Commerce minister Gao Hucheng on China's 'One belt, one road' vision

China's minister of commerce speaks about international co-operation and development

gao-hucheng-minister-minstry-of-commerce-china

How would you assess the foreign trade position so far this year, given the target of 6% growth?

Premier Li Keqiang set a goal of around a 6% increase in foreign trade this year in the Government Work Report, delivered on March 5. So far, we have seen a fall in foreign trade of 10% since January. There was also negative growth in February, but the rate of decline had fallen, and we expect China's imports and exports will return to positive growth in March.

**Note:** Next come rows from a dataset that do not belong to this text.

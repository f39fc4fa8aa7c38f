//! Activity log service
//!
//! Append-only audit trail of all stock ledger entity mutations. Entries are
//! written inside the same transaction as the mutation they describe and are
//! never updated or deleted. Observational only: quantities always come from
//! the items and movements tables, never from here.

use sqlx::{PgConnection, PgPool};
use uuid::Uuid;

use crate::error::AppResult;
use shared::models::ActivityLogWithUser;

/// Entries returned when the caller does not ask for a specific window.
pub const DEFAULT_ACTIVITY_LIMIT: i64 = 20;

/// Activity log service
#[derive(Clone)]
pub struct ActivityService {
    db: PgPool,
}

impl ActivityService {
    pub fn new(db: PgPool) -> Self {
        Self { db }
    }

    /// Append an entry through the caller's transaction, so the entry commits
    /// together with the mutation it records.
    pub async fn record(
        conn: &mut PgConnection,
        user_id: Option<Uuid>,
        action: &str,
        entity_type: &str,
        entity_id: Option<Uuid>,
        details: Option<serde_json::Value>,
    ) -> AppResult<()> {
        sqlx::query(
            r#"
            INSERT INTO activity_logs (user_id, action, entity_type, entity_id, details)
            VALUES ($1, $2, $3, $4, $5)
            "#,
        )
        .bind(user_id)
        .bind(action)
        .bind(entity_type)
        .bind(entity_id)
        .bind(details)
        .execute(conn)
        .await?;

        Ok(())
    }

    /// List entries, newest first with a stable id tie-break.
    /// `limit = None` returns the full log.
    pub async fn list(&self, limit: Option<i64>) -> AppResult<Vec<ActivityLogWithUser>> {
        let entries = sqlx::query_as::<_, ActivityLogWithUser>(
            r#"
            SELECT a.id, a.user_id, a.action, a.entity_type, a.entity_id, a.details, a.created_at,
                   u.full_name AS user_name
            FROM activity_logs a
            LEFT JOIN users u ON u.id = a.user_id
            ORDER BY a.created_at DESC, a.id DESC
            LIMIT $1
            "#,
        )
        .bind(limit)
        .fetch_all(&self.db)
        .await?;

        Ok(entries)
    }
}
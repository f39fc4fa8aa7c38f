//! HTTP handlers for authentication endpoints

use axum::{extract::State, Json};

use crate::error::AppResult;
use crate::services::auth::{AuthResponse, AuthService, LoginInput, RefreshInput, RegisterInput};
use crate::AppState;

/// Register a new user
pub async fn register(
    State(state): State<AppState>,
    Json(input): Json<RegisterInput>,
) -> AppResult<Json<AuthResponse>> {
    let service = AuthService::new(state.db, &state.config);
    let response = service.register(input).await?;
    Ok(Json(response))
}

/// Log in with email and password
pub async fn login(
    State(state): State<AppState>,
    Json(input): Json<LoginInput>,
) -> AppResult<Json<AuthResponse>> {
    let service = AuthService::new(state.db, &state.config);
    let response = service.login(input).await?;
    Ok(Json(response))
}

/// Exchange a refresh token for a new token pair
pub async fn refresh(
    State(state): State<AppState>,
    Json(input): Json<RefreshInput>,
) -> AppResult<Json<AuthResponse>> {
    let service = AuthService::new(state.db, &state.config);
    let response = service.refresh(input).await?;
    Ok(Json(response))
}
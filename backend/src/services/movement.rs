//! Stock movement log service
//!
//! Read-only query surface over the stock ledger's audit trail. Movements
//! are inserted exclusively by the stock service, inside the transaction of
//! the quantity change they record, and are never mutated afterwards.

use sqlx::PgPool;
use uuid::Uuid;

use crate::error::AppResult;
use shared::models::StockMovementWithDetails;

/// Movements returned when the caller does not ask for a specific window.
pub const DEFAULT_MOVEMENT_LIMIT: i64 = 50;

/// Stock movement log service
#[derive(Clone)]
pub struct MovementService {
    db: PgPool,
}

impl MovementService {
    pub fn new(db: PgPool) -> Self {
        Self { db }
    }

    /// List movements, newest first with a stable id tie-break, optionally
    /// filtered to one item. `limit = None` returns the full history.
    pub async fn list(
        &self,
        item_id: Option<Uuid>,
        limit: Option<i64>,
    ) -> AppResult<Vec<StockMovementWithDetails>> {
        let movements = sqlx::query_as::<_, StockMovementWithDetails>(
            r#"
            SELECT m.id, m.item_id, m.movement_type, m.quantity_delta,
                   m.previous_quantity, m.new_quantity, m.notes, m.performed_by, m.created_at,
                   COALESCE(i.name, 'Deleted Item') AS item_name,
                   c.name AS category_name,
                   c.color AS category_color,
                   u.full_name AS performer_name
            FROM stock_movements m
            LEFT JOIN stock_items i ON i.id = m.item_id
            LEFT JOIN categories c ON c.id = i.category_id
            LEFT JOIN users u ON u.id = m.performed_by
            WHERE ($1::uuid IS NULL OR m.item_id = $1)
            ORDER BY m.created_at DESC, m.id DESC
            LIMIT $2
            "#,
        )
        .bind(item_id)
        .bind(limit)
        .fetch_all(&self.db)
        .await?;

        Ok(movements)
    }
}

To put this in context, you will recall that the economic outlook in 2014 from both the domestic and international perspectives was not strong, yet if we remove non-comparable items, China's import and export trade increased 6.1%, with exports growing by 8.7%. This followed an average annual foreign trade growth rate of 9% for several successive years since 2008. The reason we did not hit the growth target of 7.5% last year was mainly due to the sharp decrease in the prices of imported goods. So far this year, there has been no rapid price change in international resources, energy or bulk goods, so if the general domestic and overseas environment does not change dramatically in 2015 compared with 2014, international demand will still grow slightly. In this context, are confident we can reach our goal of 6.1%.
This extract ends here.